And again, HE is a much better life partner now then he was... by far. That 'soul mate' I had... he actually was a bit of a figment of my imagination anyway as it turns out. Obviously, since he had betrayed me multiple times over the years. It was just my realization of that fact that took away the soul mate part. When I look at our communication now and his new found kindness, it truly is better then what we had. Different, not 100%, but at least kinder.

When you're ready... remove the stress of needing to find the answer. Its so freeing. You're not a dolt if you allow this of yourself.


----------



## RWB (Feb 6, 2010)

SinS,

Life is messy sometimes. I guess we just have to wake up everyday and be thankful for what we have (blessed) and let go of what is lost or never will be.

I'm so done with yesterday. In 50+ years, I have never altered 1 sec of what happened in the review mirror. As far as tomorrow... now that's another story!


----------



## Affaircare (Jan 11, 2010)

After an affair, you know what you lose? That naive image you have in your mind that "you two are special" and "that could never happen to us." You lose the false image that you have a "happy marriage and happy family" and "oh sure we have problems but we'll be okay, we're different." Those images I call naive not to be insulting but because those kinds of images are a fairly unrealistic and a more immature way of viewing an intimate, long-term, committed, covenant relationship with one person. 

In a way it is a HUGE loss. That feeling of "being the only one" or being special is lost, but what you GAIN is just as huge. You GAIN an understanding that both of you need to meet each other's needs, and avoid the things that destroy love. You GAIN true intimacy with another person (mentally, emotionally, spiritually and physically). You GAIN a more mature, realistic view of what a relationship is and what it requires. You get to know YOU better, and your partner gets to know themselves better, and then you two can both share yourselves! So there are some pretty painful losses but the Gains can be enormous. 

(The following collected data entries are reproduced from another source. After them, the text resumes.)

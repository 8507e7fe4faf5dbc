//! Error taxonomy for the engine (spec.md §7). `TransientItem` and `Batch`
//! are item-local and never abort a run by themselves; `InvariantViolation`
//! is fatal and triggers `Engine::abort`; `Cancelled` is returned by gate
//! acquisitions once a run is aborting.

use thiserror::Error;

#[derive(Debug, Error, Clone)]
pub enum EngineError {
    #[error("work item failed: {0}")]
    TransientItem(String),

    #[error("batch processing failed: {0}")]
    Batch(String),

    #[error("engine invariant violated: {0}")]
    InvariantViolation(String),

    #[error("run was cancelled")]
    Cancelled,
}

impl From<bx_gates::GateError> for EngineError {
    fn from(_: bx_gates::GateError) -> Self {
        EngineError::Cancelled
    }
}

It really is like a second marriage. And I think the sooner you can embrace that it will not be "like it was" because it has changed...the sooner you can start to heal.


----------



## Workingitout (Sep 27, 2010)

Affaircare said:


> After an affair, you know what you lose? That naive image you have in your mind that "you two are special" and "that could never happen to us." You lose the false image that you have a "happy marriage and happy family" and "oh sure we have problems but we'll be okay, we're different." Those images I call naive not to be insulting but because those kinds of images are a fairly unrealistic and a more immature way of viewing an intimate, long-term, committed, covenant relationship with one person.
> 
> In a way it is a HUGE loss. That feeling of "being the only one" or being special is lost, but what you GAIN is just as huge. You GAIN an understanding that both of you need to meet each other's needs, and avoid the things that destroy love. You GAIN true intimacy with another person (mentally, emotionally, spiritually and physically). You GAIN a more mature, realistic view of what a relationship is and what it requires. You get to know YOU better, and your partner gets to know themselves better, and then you two can both share yourselves! So there are some pretty painful losses but the Gains can be enormous.
> 
> It really is like a second marriage. And I think the sooner you can embrace that it will not be "like it was" because it has changed...the sooner you can start to heal.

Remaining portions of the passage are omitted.